Tip 4: Distinguish Wound vs. Graft Size

"You should report grafts according to location and size, which the surgeon should record at the time of the procedure," Mueller says. Surgeons need to be specific in their op notes about both the size of the wound and the size of the graft.

Here's why: "If the patient has a large wound but the surgeon covers only part of the wound with skin substitute, you should still select the skin substitute code based on the larger wound size," Bucknam says.

Example: In the current example, the surgeon documents an 8.5 cm excision (56.75 sq. cm), but a 40 sq. cm skin substitute graft. That means you should code the skin substitute graft as 15271 (Application of skin substitute graft to trunk, arms, legs, total wound surface area up to 100 sq. cm; first 25 sq. cm or less wound surface area) plus two units of +15272 (... each additional 25 sq. cm wound surface area, or part thereof [List separately in addition to code for primary procedure]). If you erroneously based the code on the graft size rather than the wound size, you would report 15271 and one unit of +15272, costing your practice $27.23 (Medicare Physician Fee Schedule non-facility national rate, conversion factor 34.0376).

Tip 5: Recognize Included Services

According to CPT® 2012 instruction, skin substitute grafts include any of the following services, if applicable:

  • removal of current graft
  • simple cleansing of the wound
  • routine dressing supplies
  • debridement (except "when gross contamination requires prolonged cleansing, when appreciable amounts of devitalized  or contaminated tissue are removed, or when debridement is carried out separately without immediate primary closure").
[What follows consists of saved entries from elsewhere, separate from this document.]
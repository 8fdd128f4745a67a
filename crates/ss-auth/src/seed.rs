//! First-run seeding.
//!
//! Creates the bootstrap ADMIN login when no user carries its email yet. The
//! id is assigned by the user store like any signup, so it cannot collide
//! with an already-registered user. ADMIN users have no employee record, so
//! the staged CREATE event is filtered out on the employee side.

use std::sync::Arc;
use tracing::{info, warn};

use ss_common::{Role, StaffSyncError};

use crate::domain::CreateUserRequest;
use crate::service::AuthService;

#[derive(Debug, Clone)]
pub struct AdminSeedConfig {
    pub email: String,
    pub password: String,
}

impl Default for AdminSeedConfig {
    fn default() -> Self {
        Self {
            email: "admin@staffsync.io".to_string(),
            password: "ChangeMe123!".to_string(),
        }
    }
}

pub struct AdminSeeder {
    auth: Arc<AuthService>,
    config: AdminSeedConfig,
}

impl AdminSeeder {
    pub fn new(auth: Arc<AuthService>, config: AdminSeedConfig) -> Self {
        Self { auth, config }
    }

    /// Re-running against a store that already has the admin is a no-op.
    pub async fn run(&self) -> Result<(), StaffSyncError> {
        if self.auth.store().exists_by_email(&self.config.email).await? {
            return Ok(());
        }

        warn!(
            email = %self.config.email,
            "Seeding bootstrap admin; change its password after first login"
        );

        let created = self
            .auth
            .create_user(CreateUserRequest {
                email: self.config.email.clone(),
                password: self.config.password.clone(),
                role: Role::Admin,
            })
            .await?;

        info!(user_id = created.id, "Seeded bootstrap admin login");
        Ok(())
    }
}

#[cfg(test)]
mod tests {
    use super::*;
    use sqlx::sqlite::SqlitePoolOptions;
    use ss_common::TokenService;
    use ss_outbox::sqlite::SqliteOutboxRepository;

    use crate::domain::LoginRequest;
    use crate::password::PasswordService;
    use crate::repository::UserStore;

    async fn seeder() -> (AdminSeeder, Arc<AuthService>) {
        let pool = SqlitePoolOptions::new()
            .max_connections(1)
            .connect("sqlite::memory:")
            .await
            .unwrap();
        let store = UserStore::new(pool.clone());
        store.init_schema().await.unwrap();
        SqliteOutboxRepository::new(pool.clone())
            .init_schema()
            .await
            .unwrap();

        let auth = Arc::new(AuthService::new(
            store,
            PasswordService::new(),
            Arc::new(TokenService::new("test-secret")),
        ));
        (AdminSeeder::new(auth.clone(), AdminSeedConfig::default()), auth)
    }

    #[tokio::test]
    async fn seeding_is_idempotent() {
        let (seeder, auth) = seeder().await;

        seeder.run().await.unwrap();
        seeder.run().await.unwrap();

        let users = auth.list_users().await.unwrap();
        assert_eq!(users.len(), 1);
        assert_eq!(users[0].email, "admin@staffsync.io");
        assert_eq!(users[0].role, Role::Admin);
    }

    #[tokio::test]
    async fn seeded_admin_gets_a_fresh_id_after_signups() {
        let (seeder, auth) = seeder().await;

        // An employee signs up before first seeding and takes id 1.
        let first = auth
            .create_user(CreateUserRequest {
                email: "early@staffsync.io".to_string(),
                password: "correct-horse".to_string(),
                role: Role::Employee,
            })
            .await
            .unwrap();

        seeder.run().await.unwrap();

        let admin = auth
            .store()
            .find_by_email("admin@staffsync.io")
            .await
            .unwrap()
            .expect("admin login must exist");
        assert_ne!(admin.id, first.id);
        assert_eq!(admin.role, Role::Admin);

        // The seeded credentials actually work.
        let outcome = auth
            .login(LoginRequest {
                email: "admin@staffsync.io".to_string(),
                password: "ChangeMe123!".to_string(),
            })
            .await
            .unwrap();
        assert_eq!(outcome.user.role, Role::Admin);
    }
}
//! StaffSync API Gateway
//!
//! Single public entry point. Verifies the `access_token` cookie (or Bearer
//! header) and forwards requests to the owning service with the token
//! re-attached as `Authorization: Bearer`. Signup, login and health paths
//! are public; the services' internal ingest endpoints are never exposed.
//!
//! ## Environment Variables
//!
//! | Variable | Default | Description |
//! |----------|---------|-------------|
//! | `SS_GATEWAY_PORT` | `8080` | HTTP port |
//! | `SS_AUTH_URL` | `http://localhost:8081` | Auth service base URL |
//! | `SS_EMPLOYEE_URL` | `http://localhost:8082` | Employee service base URL |
//! | `SS_SECRETS_PROVIDER` | `env` | Secrets provider: `env`, `file` |
//! | `SS_SECRETS_DIR` | `/run/secrets` | Secret files directory (file provider) |
//! | `SS_JWT_SECRET` | - | Token verification secret (required, via provider) |
//! | `RUST_LOG` | `info` | Log level |

use std::sync::Arc;
use std::time::Duration;

use anyhow::Result;
use axum::body::Body;
use axum::extract::{Extension, Request};
use axum::http::{Method, StatusCode};
use axum::response::{IntoResponse, Response};
use axum::routing::get;
use axum::Router;
use tokio::net::TcpListener;
use tokio::signal;
use tower_http::trace::TraceLayer;
use tracing::info;
use tracing_subscriber::EnvFilter;

use ss_common::token::extract_token;
use ss_common::{ApiFailure, StaffSyncError, TokenService};
use ss_secrets::{create_provider, SecretsConfig};

fn env_or(key: &str, default: &str) -> String {
    std::env::var(key).unwrap_or_else(|_| default.to_string())
}

fn env_or_parse<T: std::str::FromStr>(key: &str, default: T) -> T {
    std::env::var(key)
        .ok()
        .and_then(|v| v.parse().ok())
        .unwrap_or(default)
}

#[derive(Clone)]
struct GatewayState {
    client: reqwest::Client,
    auth_base: String,
    employee_base: String,
    tokens: Arc<TokenService>,
}

#[tokio::main]
async fn main() -> Result<()> {
    tracing_subscriber::fmt()
        .with_env_filter(EnvFilter::from_default_env().add_directive(tracing::Level::INFO.into()))
        .init();

    info!("Starting StaffSync API Gateway");

    let port: u16 = env_or_parse("SS_GATEWAY_PORT", 8080);
    let auth_base = env_or("SS_AUTH_URL", "http://localhost:8081");
    let employee_base = env_or("SS_EMPLOYEE_URL", "http://localhost:8082");

    let secrets_config = SecretsConfig {
        provider: env_or("SS_SECRETS_PROVIDER", "env"),
        data_dir: env_or("SS_SECRETS_DIR", "/run/secrets").into(),
    };
    let secrets = create_provider(&secrets_config)?;
    let jwt_secret = secrets.get("SS_JWT_SECRET").await?;

    let state = GatewayState {
        client: reqwest::Client::builder()
            .connect_timeout(Duration::from_secs(5))
            .timeout(Duration::from_secs(30))
            .build()?,
        auth_base: auth_base.clone(),
        employee_base: employee_base.clone(),
        tokens: Arc::new(TokenService::new(&jwt_secret)),
    };

    let app = Router::new()
        .route("/health", get(health_handler))
        .fallback(proxy)
        .layer(Extension(state))
        .layer(TraceLayer::new_for_http());

    let addr = format!("0.0.0.0:{port}");
    info!("Gateway listening on http://{}", addr);
    info!("Forwarding to auth={} employee={}", auth_base, employee_base);

    let listener = TcpListener::bind(&addr).await?;
    let api_task = tokio::spawn(async move {
        if let Err(e) = axum::serve(listener, app).await {
            tracing::error!("Gateway server error: {}", e);
        }
    });

    shutdown_signal().await;
    info!("Shutdown signal received...");
    api_task.abort();

    info!("StaffSync API Gateway shutdown complete");
    Ok(())
}

/// Paths reachable without a token. API docs are served by the services on
/// their own ports and are not proxied.
fn is_public(method: &Method, path: &str) -> bool {
    if path == "/login" {
        return true;
    }
    if path == "/users" && method == Method::POST {
        return true;
    }
    path == "/health"
}

fn upstream_base<'a>(state: &'a GatewayState, path: &str) -> Option<&'a str> {
    if path == "/login" || path == "/users" || path.starts_with("/users/") {
        return Some(&state.auth_base);
    }
    if path == "/employees"
        || path.starts_with("/employees/")
        || path == "/department"
        || path.starts_with("/department/")
    {
        return Some(&state.employee_base);
    }
    None
}

async fn proxy(Extension(state): Extension<GatewayState>, request: Request) -> Response {
    let (parts, body) = request.into_parts();
    let path = parts.uri.path().to_string();
    let fail = |error: StaffSyncError| ApiFailure::new(error, path.clone()).into_response();

    // The ingest endpoints are service-to-service only.
    if path.starts_with("/internal") {
        return fail(StaffSyncError::not_found("Route", &path));
    }

    let Some(base) = upstream_base(&state, &path) else {
        return fail(StaffSyncError::not_found("Route", &path));
    };

    let token = if is_public(&parts.method, &path) {
        None
    } else {
        let Some(token) = extract_token(&parts) else {
            return fail(StaffSyncError::auth("Missing credentials"));
        };
        if let Err(e) = state.tokens.verify(&token) {
            return fail(e);
        }
        Some(token)
    };

    let url = match parts.uri.query() {
        Some(query) => format!("{base}{path}?{query}"),
        None => format!("{base}{path}"),
    };

    let method = match reqwest::Method::from_bytes(parts.method.as_str().as_bytes()) {
        Ok(m) => m,
        Err(_) => return fail(StaffSyncError::validation("Unsupported method")),
    };

    let body = match axum::body::to_bytes(body, 2 * 1024 * 1024).await {
        Ok(bytes) => bytes,
        Err(_) => return fail(StaffSyncError::validation("Request body too large")),
    };

    let mut upstream = state.client.request(method, &url).body(body.to_vec());
    if let Some(content_type) = parts.headers.get(axum::http::header::CONTENT_TYPE) {
        if let Ok(value) = content_type.to_str() {
            upstream = upstream.header(reqwest::header::CONTENT_TYPE, value);
        }
    }
    if let Some(token) = token {
        upstream = upstream.header(reqwest::header::AUTHORIZATION, format!("Bearer {token}"));
    }

    let response = match upstream.send().await {
        Ok(response) => response,
        Err(e) => {
            tracing::error!(path = %path, "Upstream request failed: {}", e);
            return fail(StaffSyncError::internal("Upstream unavailable"));
        }
    };

    let status =
        StatusCode::from_u16(response.status().as_u16()).unwrap_or(StatusCode::BAD_GATEWAY);
    let content_type = response
        .headers()
        .get(reqwest::header::CONTENT_TYPE)
        .and_then(|v| v.to_str().ok())
        .unwrap_or("application/json")
        .to_string();
    let set_cookie = response
        .headers()
        .get(reqwest::header::SET_COOKIE)
        .and_then(|v| v.to_str().ok())
        .map(str::to_string);

    let bytes = match response.bytes().await {
        Ok(bytes) => bytes,
        Err(e) => {
            tracing::error!(path = %path, "Upstream body read failed: {}", e);
            return fail(StaffSyncError::internal("Upstream unavailable"));
        }
    };

    let mut builder = Response::builder()
        .status(status)
        .header(axum::http::header::CONTENT_TYPE, content_type);
    if let Some(cookie) = set_cookie {
        builder = builder.header(axum::http::header::SET_COOKIE, cookie);
    }
    builder
        .body(Body::from(bytes))
        .unwrap_or_else(|_| StatusCode::BAD_GATEWAY.into_response())
}

async fn health_handler() -> axum::Json<serde_json::Value> {
    axum::Json(serde_json::json!({
        "status": "UP",
        "version": env!("CARGO_PKG_VERSION")
    }))
}

async fn shutdown_signal() {
    let ctrl_c = async {
        signal::ctrl_c().await.expect("failed to install Ctrl+C handler");
    };

    #[cfg(unix)]
    let terminate = async {
        signal::unix::signal(signal::unix::SignalKind::terminate())
            .expect("failed to install signal handler")
            .recv()
            .await;
    };

    #[cfg(not(unix))]
    let terminate = std::future::pending::<()>();

    tokio::select! {
        _ = ctrl_c => {},
        _ = terminate => {},
    }
}

#[cfg(test)]
mod tests {
    use super::*;

    fn state() -> GatewayState {
        GatewayState {
            client: reqwest::Client::new(),
            auth_base: "http://auth".to_string(),
            employee_base: "http://employee".to_string(),
            tokens: Arc::new(TokenService::new("test-secret")),
        }
    }

    #[test]
    fn every_public_path_is_served_locally_or_proxied() {
        let state = state();
        for (method, path) in [(Method::POST, "/login"), (Method::POST, "/users")] {
            assert!(is_public(&method, path), "{path} should be public");
            assert!(
                upstream_base(&state, path).is_some(),
                "{path} needs an upstream"
            );
        }
        // /health is answered by the gateway itself.
        assert!(is_public(&Method::GET, "/health"));
    }

    #[test]
    fn docs_paths_are_not_whitelisted() {
        assert!(!is_public(&Method::GET, "/swagger-ui"));
        assert!(!is_public(&Method::GET, "/swagger-ui/index.html"));
        assert!(!is_public(&Method::GET, "/q/openapi"));
    }

    #[test]
    fn only_signup_is_public_on_the_users_path() {
        assert!(is_public(&Method::POST, "/users"));
        assert!(!is_public(&Method::GET, "/users"));
        assert!(!is_public(&Method::DELETE, "/users"));
    }

    #[test]
    fn routing_splits_on_service_ownership() {
        let state = state();
        assert_eq!(upstream_base(&state, "/users/4"), Some("http://auth"));
        assert_eq!(upstream_base(&state, "/employees/4"), Some("http://employee"));
        assert_eq!(upstream_base(&state, "/department"), Some("http://employee"));
        assert_eq!(upstream_base(&state, "/nope"), None);
    }
}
Code separately: You should separately report debridement if your surgeon documents conditions outlined in the preceding exception.

CPT® instruction also states that "the supply of skin substitute graft(s) should be reported separately in conjunction with 15271-15278." That means you should select the appropriate HCPCS Level II code, such as Q4102 (Oasis wound matrix, per square centimeter).